# Decoy Video



## Banditto (Jun 9, 2000)

Not my video, just thought I would point out at 1:55 his rage didn't open. I killed a buck the same exact way, the broadhead didn't open but being it still has a 1/2" of blade the buck died.

this guy didn't even notice his broadhead was still closed.


----------



## William H Bonney (Jan 14, 2003)

So cool when they come in "side-ways",, with their ears back...


----------



## otterlakexbow (May 31, 2012)

William H Bonney said:


> So cool when they come in "side-ways",, with their ears back...[/QUOTE Funny, I watched a button buck approach another button buck with his ears pinned back and then they slammed their foreheads together. Hopefully he'll get to be a big boy one day.


----------



## Banditto (Jun 9, 2000)

Ya it's cute when buttons do that. I setup my decoy much like that one in a grown over pothole swamp with tall grass. I did have a buck approach it on Saturday night but it was too far.
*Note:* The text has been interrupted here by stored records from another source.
#[cfg(test)]
mod tests {
    use std::{
        collections::BTreeMap,
        sync::atomic::{AtomicUsize, Ordering},
    };

    use super::*;
    use crate::{
        EventSubscription, Job, ProcessEngineAssertions, ProcessInstanceId, ProcessInstanceQuery,
        SubscriptionId, Task,
    };

    /// Engine serving a fixed set of message subscriptions and counting queries.
    #[derive(Default)]
    struct FixedEngine {
        messages: Vec<&'static str>,
        /// Served alongside `messages`, for any event type or instance.
        others: Vec<EventSubscription>,
        queries: AtomicUsize,
    }

    impl FixedEngine {
        fn waiting_for(messages: &[&'static str]) -> Self {
            Self {
                messages: messages.to_vec(),
                ..Default::default()
            }
        }

        fn with_subscription(mut self, event_type: EventType, name: &str, instance: &str) -> Self {
            self.others.push(EventSubscription {
                id: SubscriptionId::new(name),
                event_type,
                event_name: name.to_string(),
                process_instance_id: instance.into(),
                activity_id: format!("Catch_{name}"),
            });
            self
        }
    }

    impl ProcessEngine for FixedEngine {
        fn name(&self) -> &str {
            "fixed"
        }

        async fn process_instances(&self, _: &ProcessInstanceQuery) -> Result<Vec<ProcessInstance>> {
            Ok(vec![instance()])
        }

        async fn event_subscriptions(
            &self,
            query: &EventSubscriptionQuery,
        ) -> Result<Vec<EventSubscription>> {
            self.queries.fetch_add(1, Ordering::SeqCst);
            Ok(self
                .messages
                .iter()
                .map(|name| EventSubscription {
                    id: SubscriptionId::new(name),
                    event_type: EventType::Message,
                    event_name: name.to_string(),
                    process_instance_id: instance().id,
                    activity_id: format!("Catch_{name}"),
                })
                .chain(self.others.iter().cloned())
                .filter(|s| query.matches(s))
                .collect())
        }

        async fn active_activity_ids(&self, _: &ProcessInstanceId) -> Result<Vec<String>> {
            Ok(Vec::new())
        }

        async fn passed_activity_ids(&self, _: &ProcessInstanceId) -> Result<Option<Vec<String>>> {
            Ok(None)
        }

        async fn variables(
            &self,
            _: &ProcessInstanceId,
        ) -> Result<BTreeMap<String, serde_json::Value>> {
            Ok(BTreeMap::new())
        }

        async fn tasks(&self, _: &TaskQuery) -> Result<Vec<Task>> {
            Ok(Vec::new())
        }

        async fn jobs(&self, _: &JobQuery) -> Result<Vec<Job>> {
            Ok(Vec::new())
        }
    }

    fn instance() -> ProcessInstance {
        ProcessInstance {
            id: "pi-1".into(),
            process_definition_id: "messages:1:abc".into(),
            business_key: None,
            suspended: false,
        }
    }

    #[tokio::test]
    async fn not_waiting_for_unsubscribed_message_succeeds() {
        let engine = FixedEngine::waiting_for(&["myMessage"]);
        let assertions = ProcessEngineAssertions::new(&engine);
        assertions
            .process_instance(&instance())
            .is_not_waiting_for("yourMessage")
            .await
            .unwrap();
    }

    #[tokio::test]
    async fn waiting_for_one_of_the_messages_fails_with_instance_and_message() {
        let engine = FixedEngine::waiting_for(&["myMessage"]);
        let assertions = ProcessEngineAssertions::new(&engine);
        let err = assertions
            .process_instance(&instance())
            .is_not_waiting_for(["yourMessage", "myMessage"])
            .await
            .unwrap_err();

        assert!(err.is_assertion_failure());
        assert_eq!(
            err.to_string(),
            "Expecting ProcessInstance {id: 'pi-1', processDefinitionId: 'messages:1:abc'} \
             not to be waiting for message 'myMessage', but it is actually waiting for [myMessage]."
        );
    }

    #[tokio::test]
    async fn only_message_subscriptions_count() {
        let engine = FixedEngine::default()
            .with_subscription(EventType::Signal, "myMessage", "pi-1")
            .with_subscription(EventType::Conditional, "yourMessage", "pi-1");
        let assertions = ProcessEngineAssertions::new(&engine);
        assertions
            .process_instance(&instance())
            .is_not_waiting_for(["myMessage", "yourMessage"])
            .await
            .unwrap();
        assert!(
            assertions
                .process_instance(&instance())
                .is_waiting_for("myMessage")
                .await
                .is_err()
        );
    }

    #[tokio::test]
    async fn subscriptions_of_other_instances_are_ignored() {
        let engine =
            FixedEngine::default().with_subscription(EventType::Message, "myMessage", "pi-2");
        ProcessEngineAssertions::new(&engine)
            .process_instance(&instance())
            .is_not_waiting_for("myMessage")
            .await
            .unwrap();
    }

    #[tokio::test]
    async fn misuse_is_rejected_before_querying() {
        let engine = FixedEngine::default();
        let assertions = ProcessEngineAssertions::new(&engine);
        let subject = assertions.process_instance(&instance());

        let empty = subject.is_not_waiting_for(Vec::<&str>::new()).await.unwrap_err();
        let absent = subject.is_not_waiting_for(None::<&str>).await.unwrap_err();
        let absent_entry = subject
            .is_not_waiting_for([Some("myMessage"), None])
            .await
            .unwrap_err();

        assert!(empty.is_illegal_argument());
        assert!(absent.is_illegal_argument());
        assert!(absent_entry.is_illegal_argument());
        assert_eq!(engine.queries.load(Ordering::SeqCst), 0);
    }

    #[tokio::test]
    async fn each_call_queries_the_engine() {
        let engine = FixedEngine::default();
        let assertions = ProcessEngineAssertions::new(&engine);
        assertions
            .process_instance(&instance())
            .is_not_waiting_for("a")
            .await
            .unwrap()
            .is_not_waiting_for("b")
            .await
            .unwrap();
        assert_eq!(engine.queries.load(Ordering::SeqCst), 2);
    }

    #[tokio::test]
    async fn is_waiting_for_requires_every_message() {
        let engine = FixedEngine::waiting_for(&["myMessage", "yourMessage"]);
        let assertions = ProcessEngineAssertions::new(&engine);
        let subject = assertions.process_instance(&instance());

        subject
            .is_waiting_for(["myMessage", "yourMessage"])
            .await
            .unwrap();
        let err = subject
            .is_waiting_for(["myMessage", "theirMessage"])
            .await
            .unwrap_err();
        assert!(err.to_string().contains("to be waiting for message 'theirMessage'"));
    }

    #[tokio::test]
    async fn has_passed_without_history_is_illegal_state() {
        let engine = FixedEngine::default();
        let assertions = ProcessEngineAssertions::new(&engine);
        let err = assertions
            .process_instance(&instance())
            .has_passed("StartEvent")
            .await
            .unwrap_err();
        assert!(matches!(err, Error::IllegalState(_)));
    }

    #[tokio::test]
    async fn task_navigation_fails_without_open_task() {
        let engine = FixedEngine::default();
        let assertions = ProcessEngineAssertions::new(&engine);
        let err = assertions
            .process_instance(&instance())
            .task()
            .await
            .unwrap_err();
        assert!(err.to_string().ends_with("to have exactly one open task, but it has none."));
    }
}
Sunday night I set up to intercept but later realized that buck was pushed there from another hunter. 

oh well still early


----------



## Kelly Johnson (May 22, 2005)

That cam action will flat out fail sometimes.

The Rage differs from the old school Snipers only in the marketing


----------



## otterlakexbow (May 31, 2012)

That's pretty cool. Do you grunt them in? What type of grunt sound do you make and the frequency of grunts? Nice buck by the way.


----------



## deanpeaner (Jan 27, 2011)

if you look colse it looks like it did open, just the blades folded open past their "set point"
from being pulled out of the grass and dirt


----------



## junglecat (Jan 19, 2006)

Thats not a Rage broadhead. 

Its a Pucketts Blood Trailer (he even says "Blood Trailer" in the video). I dont think they even make them anymore. The way that broadhead worked it would have closed back up being pulled from the dirt. 

They were the all the "rage" for a while when they came out though; but one of the few I never tried 

Very cool video though, gotta love that side-ways walk. Thanks for sharing.


----------